@Dusk #dusk $DUSK Já vi este detalhe ser ignorado em praticamente qualquer análise de “cadeias de privacidade”, e é a parte que realmente importa.

O que acontece quando dinheiro entra em um sistema de forma aberta e, depois, alguém quer gastá-lo de modo privado?

Recompensas de staking, reembolsos de gas, depósitos em exchanges — bastante valor começa totalmente visível.

A maioria das cadeias de privacidade nunca foi construída pensando nessa transição.

O design inteiro assumiu que os fundos ficariam ocultos desde o primeiro momento.

Essa suposição se desfaz no instante em que uma transação pública cai em uma carteira privada.

De repente, existe um fio visível conectando uma origem pública a um saldo supostamente privado.

Vários projetos trataram isso como uma simples falha técnica, e não como uma fraqueza real.

A Dusk abordou isso de forma diferente, construindo um modelo de transação feito para lidar exatamente com essa passagem.

A ideia é que o valor público possa migrar para gastos privados sem arrastar junto sua origem.

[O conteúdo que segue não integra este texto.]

//! Point classifiers used to decide the state of split parts.
//!
//! [`TopologyClassifier`] is the closed set the builder dispatches on. The
//! general variant casts rays and works for any closed solid; the quadric
//! variant evaluates the bounding half-spaces of convex solids made of
//! planes and cylinders in closed form.

use opbrep_algo::uv::edge_polyline;
use opbrep_algo::{compute_state_point, Context};
use opbrep_ds::Config;
use opbrep_geom::{CylinderSurface, Plane};
use opbrep_math::{precision, Point3};
use opbrep_topo::tool::{edge_mid_point, face_surface, vertex_point};
use opbrep_topo::{explore, Orientation, Shape, ShapeType, State};

use crate::config::{BuildConfig, ClassifierTag};
use crate::gtopo::GTopo;

/// Classifies points against solids and answers the keep questions of an
/// operation.
pub trait Classifier {
    /// State of `p` relative to `solid`.
    fn classify_point(&self, p: &Point3, solid: &Shape, tol: f64, ctx: &Context) -> State;

    /// State of `shape` relative to `solid`, from one representative point.
    fn classify_shape(&self, shape: &Shape, solid: &Shape, tol: f64, ctx: &Context) -> State {
        match representative_point(shape, ctx) {
            Some(p) => self.classify_point(&p, solid, tol, ctx),
            None => State::Unknown,
        }
    }

    /// True when coincident parts oriented alike are kept by `g`.
    fn take_same_oriented(&self, g: &GTopo) -> bool {
        g.take_common_of_same()
    }

    /// True when coincident parts oriented oppositely are kept by `g`.
    fn take_diff_oriented(&self, g: &GTopo) -> bool {
        g.take_common_of_diff()
    }

    /// Keep matrix for parts kept in states `tb1` and `tb2`.
    fn gtopo(&self, tb1: State, tb2: State) -> Option<GTopo> {
        GTopo::for_states(tb1, tb2, Config::Unshgeometry)
    }
}

/// A point of `shape`: the vertex, the middle of the edge, a point inside
/// the face, or the point of its first child.
pub fn representative_point(shape: &Shape, ctx: &Context) -> Option<Point3> {
    match shape.shape_type() {
        ShapeType::Vertex => vertex_point(shape),
        ShapeType::Edge => edge_mid_point(shape),
        ShapeType::Face => ctx.point_in_face(shape).map(|(_, p)| p),
        _ => shape.children().find_map(|c| representative_point(&c, ctx)),
    }
}

/// Ray casting classifier.
#[derive(Debug, Clone, Copy, Default)]
pub struct RayClassifier;

impl Classifier for RayClassifier {
    fn classify_point(&self, p: &Point3, solid: &Shape, tol: f64, ctx: &Context) -> State {
        compute_state_point(p, solid, tol, ctx)
    }
}

/// Classifier for convex solids bounded by planes and cylinders.
///
/// A point is outside as soon as it is outside one bounding half-space.
/// Solids with other faces fall back to ray casting.
#[derive(Debug, Clone, Copy, Default)]
pub struct QuadricClassifier;

impl QuadricClassifier {
    /// Largest signed distance from `p` to the faces of `solid`, positive
    /// outside. `None` when a face is neither a plane nor a cylinder.
    fn max_distance(p: &Point3, solid: &Shape, ctx: &Context) -> Option<f64> {
        let mut dmax = f64::NEG_INFINITY;
        for f in ctx.solid_faces(solid).iter() {
            let d = face_distance(p, f)?;
            dmax = dmax.max(d);
        }
        dmax.is_finite().then_some(dmax)
    }
}

impl Classifier for QuadricClassifier {
    fn classify_point(&self, p: &Point3, solid: &Shape, tol: f64, ctx: &Context) -> State {
        match Self::max_distance(p, solid, ctx) {
            Some(d) if d > tol => State::Out,
            Some(d) if d >= -tol => State::On,
            Some(_) => State::In,
            None => compute_state_point(p, solid, tol, ctx),
        }
    }
}

/// Signed distance from `p` to the surface of `face`, positive on the side
/// the face normal points to.
fn face_distance(p: &Point3, face: &Shape) -> Option<f64> {
    let surface = face_surface(face)?;
    let any = surface.as_any();
    let d = if let Some(plane) = any.downcast_ref::<Plane>() {
        plane.signed_distance(p)
    } else if let Some(cyl) = any.downcast_ref::<CylinderSurface>() {
        cyl.axis_distance(p) - cyl.radius
    } else {
        return None;
    };
    Some(if face.orientation() == Orientation::Reversed { -d } else { d })
}

/// The classifiers the builder can use.
#[derive(Debug, Clone, Copy)]
pub enum TopologyClassifier {
    /// Ray casting.
    General(RayClassifier),
    /// Closed-form half-space tests.
    Quadric(QuadricClassifier),
}

impl Default for TopologyClassifier {
    fn default() -> Self {
        TopologyClassifier::General(RayClassifier)
    }
}

impl Classifier for TopologyClassifier {
    fn classify_point(&self, p: &Point3, solid: &Shape, tol: f64, ctx: &Context) -> State {
        match self {
            TopologyClassifier::General(c) => c.classify_point(p, solid, tol, ctx),
            TopologyClassifier::Quadric(c) => c.classify_point(p, solid, tol, ctx),
        }
    }
}

/// Classifier for an operation between `s1` and `s2`.
///
/// With [`ClassifierTag::Auto`] the quadric classifier is chosen when both
/// operands are convex solids bounded by planes and cylinders.
pub fn select_classifier(s1: &Shape, s2: &Shape, config: &BuildConfig, ctx: &Context) -> TopologyClassifier {
    match config.classifier {
        ClassifierTag::General => TopologyClassifier::General(RayClassifier),
        ClassifierTag::Quadric => TopologyClassifier::Quadric(QuadricClassifier),
        ClassifierTag::Auto => {
            if is_convex_quadric_solid(s1, ctx) && is_convex_quadric_solid(s2, ctx) {
                TopologyClassifier::Quadric(QuadricClassifier)
            } else {
                TopologyClassifier::General(RayClassifier)
            }
        }
    }
}

/// True when `shape` is a single-shell solid whose faces are planes or
/// cylinders and whose boundary lies behind every face.
pub fn is_convex_quadric_solid(shape: &Shape, ctx: &Context) -> bool {
    let solids = explore(shape, ShapeType::Solid);
    let [solid] = solids.as_slice() else {
        return false;
    };
    if solid.nb_children() != 1 {
        return false;
    }
    let faces = ctx.solid_faces(solid);
    if faces.is_empty() {
        return false;
    }
    let mut samples: Vec<Point3> = Vec::new();
    for e in explore(solid, ShapeType::Edge) {
        samples.extend(edge_polyline(&e));
    }
    let tol = 10.0 * precision::CONFUSION;
    faces.iter().all(|f| {
        samples
            .iter()
            .all(|p| face_distance(p, f).is_some_and(|d| d <= tol + f.tolerance()))
    })
}

#[cfg(test)]
mod tests {
    use super::*;
    use opbrep_primitives::{make_box, make_cylinder};
    use proptest::prelude::*;

    #[test]
    fn test_quadric_box_states() {
        let ctx = Context::new();
        let b = make_box(Point3::origin(), 2.0, 2.0, 2.0).unwrap();
        let c = QuadricClassifier;
        assert_eq!(c.classify_point(&Point3::new(1.0, 1.0, 1.0), &b, 1e-7, &ctx), State::In);
        assert_eq!(c.classify_point(&Point3::new(1.0, 1.0, 2.0), &b, 1e-7, &ctx), State::On);
        assert_eq!(c.classify_point(&Point3::new(3.0, 1.0, 1.0), &b, 1e-7, &ctx), State::Out);
    }

    #[test]
    fn test_quadric_cylinder_states() {
        let ctx = Context::new();
        let cyl = make_cylinder(Point3::origin(), 1.0, 2.0).unwrap();
        let c = QuadricClassifier;
        assert_eq!(c.classify_point(&Point3::new(0.5, 0.0, 1.0), &cyl, 1e-7, &ctx), State::In);
        assert_eq!(c.classify_point(&Point3::new(0.0, 1.0, 1.0), &cyl, 1e-7, &ctx), State::On);
        assert_eq!(c.classify_point(&Point3::new(0.9, 0.9, 1.0), &cyl, 1e-7, &ctx), State::Out);
    }

    #[test]
    fn test_auto_selection() {
        let ctx = Context::new();
        let b = make_box(Point3::origin(), 1.0, 1.0, 1.0).unwrap();
        let cyl = make_cylinder(Point3::origin(), 1.0, 2.0).unwrap();
        assert!(is_convex_quadric_solid(&b, &ctx));
        assert!(is_convex_quadric_solid(&cyl, &ctx));
        let cfg = BuildConfig::default();
        assert!(matches!(select_classifier(&b, &cyl, &cfg, &ctx), TopologyClassifier::Quadric(_)));
        let forced = BuildConfig {
            classifier: ClassifierTag::General,
            ..BuildConfig::default()
        };
        assert!(matches!(select_classifier(&b, &cyl, &forced, &ctx), TopologyClassifier::General(_)));
        let face = explore(&b, ShapeType::Face)[0].clone();
        assert!(!is_convex_quadric_solid(&face, &ctx));
    }

    #[test]
    fn test_classify_shape_uses_face_interior() {
        let ctx = Context::new();
        let big = make_box(Point3::origin(), 4.0, 4.0, 4.0).unwrap();
        let small = make_box(Point3::new(1.0, 1.0, 1.0), 1.0, 1.0, 1.0).unwrap();
        let f = explore(&small, ShapeType::Face)[0].clone();
        let c = TopologyClassifier::default();
        assert_eq!(c.classify_shape(&f, &big, 1e-7, &ctx), State::In);
        assert_eq!(c.classify_shape(&small, &big, 1e-7, &ctx), State::In);
    }

    proptest! {
        #[test]
        fn prop_classifiers_agree_off_boundary(x in -1.0f64..3.0, y in -1.0f64..3.0, z in -1.0f64..3.0) {
            let ctx = Context::new();
            let b = make_box(Point3::origin(), 2.0, 2.0, 2.0).unwrap();
            let p = Point3::new(x, y, z);
            let near = [x, y, z].iter().any(|c| c.abs() < 1e-3 || (c - 2.0).abs() < 1e-3);
            prop_assume!(!near);
            let inside = [x, y, z].iter().all(|c| *c > 0.0 && *c < 2.0);
            let expected = if inside { State::In } else { State::Out };
            prop_assert_eq!(QuadricClassifier.classify_point(&p, &b, 1e-7, &ctx), expected);
            prop_assert_eq!(RayClassifier.classify_point(&p, &b, 1e-7, &ctx), expected);
        }
    }
}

Uma recompensa de staking recebida de forma aberta pode, mais tarde, ser gasta sem expor esse histórico.

É uma promessa mais limitada do que “privacidade total”, e vale chamá-la pelo nome com honestidade.

O ponto de entrada público em si continua visível antes de qualquer tipo de “blindagem” ser aplicada.

Alguém observando consistentemente esses pontos de entrada ainda poderia juntar padrões ao longo do tempo.

Instituições que gerenciam fluxos de staking ou liquidação provavelmente ganham mais com esse desenho.

Usuários do dia a dia talvez não percebam onde a privacidade deles realmente começa e onde não começa.

Então é uma confidencialidade real de ponta a ponta, ou uma proteção que só começa depois que os fundos já estão dentro?